Coble and Decker say “Southern Rapture,” will be a way to talk frankly about issues like community values, norms and public art.
“It really makes its point through humor,” Decker said. “A lot of people can be more accepting of a particular point of view when it is laced with humor.”
The debate and controversy that completely engulfed the Queen City in March 1996 — and then a year later when the Mecklenburg County Commissioners stripped $2.5 million from arts funding — was no laughing matter. The fiasco brought a national spotlight down on a city striving to become a world-class, national banking and corporate powerhouse — a shining example for “the New South.”
Emotions ran high on both sides of the fence just days before “Angels” was due to open.
“These kind (sic) of events should be an example to all traditional Americans of what the radical gay community and those who support them actually intend for this nation,” conservative pastor Joe Chambers told reporters at a press conference on March 18, 1996, asserting he’d do all he could to keep the production from opening just two days later. “It is clear that Tony Kushner is a sick man with a homosexual agenda.”

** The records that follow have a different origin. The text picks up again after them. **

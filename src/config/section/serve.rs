//! `[serve]` section configuration.
//!
//! In serve mode nothing is copied; the generated module points straight at
//! the files the dev server already exposes.
//!
//! # Example
//!
//! ```toml
//! [serve]
//! base_url = "/node_modules/@ffmpeg/core/dist/esm"
//! ```

use serde::{Deserialize, Serialize};

use crate::config::{ConfigDiagnostics, FieldPath};

/// Development server settings.
#[derive(Debug, Clone, Serialize, Deserialize)]
#[serde(default)]
pub struct ServeConfig {
    /// URL under which the dev server exposes the unbuilt runtime files.
    pub base_url: String,
}

impl Default for ServeConfig {
    fn default() -> Self {
        Self {
            base_url: "/node_modules/@ffmpeg/core/dist/esm".into(),
        }
    }
}

impl ServeConfig {
    /// URL of `name` under the development base.
    pub fn url_for(&self, name: &str) -> String {
        format!("{}/{}", self.base_url.trim_end_matches('/'), name)
    }

    pub fn validate(&self, diag: &mut ConfigDiagnostics) {
        if self.base_url.trim().is_empty() {
            diag.error_with_hint(
                FieldPath::new("serve.base_url"),
                "must not be empty",
                "use `/` to serve the runtime files from the site root",
            );
        }
    }
}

Media personalities and journalists cranked out frenzied stories and gathered community leaders for interviews. The Charlotte City Council attorney said the governing body had no jurisdiction in the matter. The District Attorney’s office said they’d charge all involved parties under the state’s indecency laws — due to a less than 10-second, non-sexual nude scene — if the play went forward. The Charlotte Repertory Theatre and its director Keith Martin battled the management of the public Performing Arts Center. A local judge was even involved, as Charlotte Rep management sought out an injunction to keep authorities from pressing charges.

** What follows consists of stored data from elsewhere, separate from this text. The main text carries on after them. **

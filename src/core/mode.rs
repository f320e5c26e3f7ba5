//! Build mode of the host pipeline and the write-once cell holding it.

use std::fmt;
use std::sync::OnceLock;

use crate::plugin::PluginError;

/// Which pipeline execution context is active.
#[derive(Debug, Clone, Copy, PartialEq, Eq, Hash)]
pub enum BuildMode {
    /// Unbundled development server.
    Serve,
    /// Production bundle.
    Build,
}

impl BuildMode {
    /// Mode value as string (matches the host's command names).
    pub const fn as_str(&self) -> &'static str {
        match self {
            Self::Serve => "serve",
            Self::Build => "build",
        }
    }

    #[inline]
    pub const fn is_build(&self) -> bool {
        matches!(self, Self::Build)
    }
}

impl fmt::Display for BuildMode {
    fn fmt(&self, f: &mut fmt::Formatter<'_>) -> fmt::Result {
        f.write_str(self.as_str())
    }
}

/// Write-once holder for the mode of one pipeline invocation.
///
/// Owned by a plugin instance, so concurrent builds never share it.
#[derive(Debug, Default)]
pub struct ModeCell(OnceLock<BuildMode>);

impl ModeCell {
    pub const fn new() -> Self {
        Self(OnceLock::new())
    }

    /// Record the mode delivered by the host.
    ///
    /// Recording the same mode twice is accepted; a different mode is a
    /// host ordering bug and is rejected.
    pub fn record(&self, mode: BuildMode) -> Result<(), PluginError> {
        let recorded = *self.0.get_or_init(|| mode);
        if recorded == mode {
            Ok(())
        } else {
            Err(PluginError::ModeConflict {
                recorded,
                requested: mode,
            })
        }
    }

    /// The recorded mode, if any.
    #[inline]
    pub fn get(&self) -> Option<BuildMode> {
        self.0.get().copied()
    }

    /// The recorded mode, or `ModeUnset` if the host skipped `config_resolved`.
    pub fn require(&self) -> Result<BuildMode, PluginError> {
        self.get().ok_or(PluginError::ModeUnset)
    }
}
//! `[source]` section configuration.
//!
//! Locates the two runtime files that get fingerprinted.
//!
//! # Example
//!
//! ```toml
//! [source]
//! dir = "node_modules/@ffmpeg/core/dist/esm"   # Relative to project root
//! loader = "ffmpeg-core.js"                    # Runtime loader script
//! binary = "ffmpeg-core.wasm"                  # Runtime binary module
//! ```

use std::path::PathBuf;

use serde::{Deserialize, Serialize};

use super::is_plain_file_name;
use crate::config::{ConfigDiagnostics, FieldPath};

/// Runtime asset source settings.
#[derive(Debug, Clone, Serialize, Deserialize)]
#[serde(default)]
pub struct SourceConfig {
    /// Directory holding the runtime files (relative to project root).
    pub dir: PathBuf,

    /// File name of the runtime loader script.
    pub loader: String,

    /// File name of the runtime binary module.
    pub binary: String,
}

impl Default for SourceConfig {
    fn default() -> Self {
        Self {
            dir: "node_modules/@ffmpeg/core/dist/esm".into(),
            loader: "ffmpeg-core.js".into(),
            binary: "ffmpeg-core.wasm".into(),
        }
    }
}

impl SourceConfig {
    pub fn validate(&self, diag: &mut ConfigDiagnostics) {
        if self.dir.is_absolute() {
            diag.error_with_hint(
                FieldPath::new("source.dir"),
                format!("must be relative, got '{}'", self.dir.display()),
                "paths are resolved against the project root",
            );
        }

        let loader_ok = Self::validate_name(&self.loader, FieldPath::new("source.loader"), diag);
        let binary_ok = Self::validate_name(&self.binary, FieldPath::new("source.binary"), diag);

        if loader_ok && binary_ok && self.loader == self.binary {
            diag.error(
                FieldPath::new("source.binary"),
                format!("loader and binary both point at '{}'", self.binary),
            );
        }
    }

    fn validate_name(name: &str, field: FieldPath, diag: &mut ConfigDiagnostics) -> bool {
        if is_plain_file_name(name) {
            return true;
        }
        diag.error_with_hint(
            field,
            format!("'{name}' is not a plain file name"),
            "use `source.dir` for the directory part",
        );
        false
    }
}

#[cfg(test)]
mod tests {
    use std::path::PathBuf;

    use crate::config::{ConfigDiagnostics, test_parse_config};

    #[test]
    fn test_source_config() {
        let config = test_parse_config(
            "[source]\ndir = \"vendor/core\"\nloader = \"core.js\"\nbinary = \"core.wasm\"",
        );
        assert_eq!(config.source.dir, PathBuf::from("vendor/core"));
        assert_eq!(config.source.loader, "core.js");
        assert_eq!(config.source.binary, "core.wasm");
    }

    #[test]
    fn test_source_config_defaults() {
        let config = test_parse_config("");
        assert_eq!(
            config.source.dir,
            PathBuf::from("node_modules/@ffmpeg/core/dist/esm")
        );
        assert_eq!(config.source.loader, "ffmpeg-core.js");
        assert_eq!(config.source.binary, "ffmpeg-core.wasm");
    }

    #[test]
    fn test_source_config_rejects_nested_names() {
        let config = test_parse_config("[source]\nloader = \"esm/core.js\"\nbinary = \"\"");
        let mut diag = ConfigDiagnostics::new();
        config.source.validate(&mut diag);
        assert_eq!(diag.len(), 2);
    }

    #[test]
    fn test_source_config_rejects_same_file() {
        let config = test_parse_config("[source]\nloader = \"core\"\nbinary = \"core\"");
        let mut diag = ConfigDiagnostics::new();
        config.source.validate(&mut diag);
        assert_eq!(diag.len(), 1);
        assert_eq!(diag.errors()[0].field.as_str(), "source.binary");
    }
}
//! Lifecycle hooks exposed to the host pipeline.

use anyhow::Result;

use crate::core::BuildMode;

/// A plugin driven by the host's build lifecycle.
///
/// The host calls, in order:
/// 1. `config_resolved` once, before any module work
/// 2. `resolve_id` / `load` any number of times, possibly concurrently
/// 3. `close_bundle` once after all other output was written (builds only)
///
/// Every hook has a no-op default so plugins only override what they use.
pub trait BuildPlugin: Send + Sync {
    /// Plugin name (for logs).
    fn name(&self) -> &str;

    fn config_resolved(&self, _mode: BuildMode) -> Result<()> {
        Ok(())
    }

    /// Claim a module id. `None` lets the host resolve it normally.
    fn resolve_id(&self, _id: &str) -> Option<String> {
        None
    }

    /// Supply source text for a claimed id. `Ok(None)` means "not mine".
    fn load(&self, _id: &str) -> Result<Option<String>> {
        Ok(None)
    }

    fn close_bundle(&self) -> Result<()> {
        Ok(())
    }
}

“In the play,” Decker said of Coble’s work, “it would have been too easy to poke fun at just the far right. Quite honestly it would’ve been very boring. Sometimes shots like that are just too easy to fire. It’s more interesting to present both sides for their ridiculousness.”
Decker added, “There certainly wasn’t a lot of humor at the time, but after a few years you look back at some of the people who were involved and what was said and done and it was all actually very funny.”
The artists aren’t the only ones who think emotions and situations back then were blown out of proportion. Republican County Commissioner Bill James, a fresh face on the board when the funding controversies hit in 1997, says he never objected to gay themes in art, despite how he’s been portrayed since then.
“I never believed having someone whose character is simply identified as gay is an issue at all,” he told Q-Notes. “I can sit here and watch ‘The Birdcage’ and I don’t really care.
“The issue was not the presentation of a concept,” he explained. “The issue with ‘Angels,’ in particular, was the overt sexuality and the mixing of religion. The way that Tony Kushner wrote it was to represent the homosexual position as being the righteous position and the Newt Gingriches and Republicans were evil and sinister. That’s what ignited the firestorm.”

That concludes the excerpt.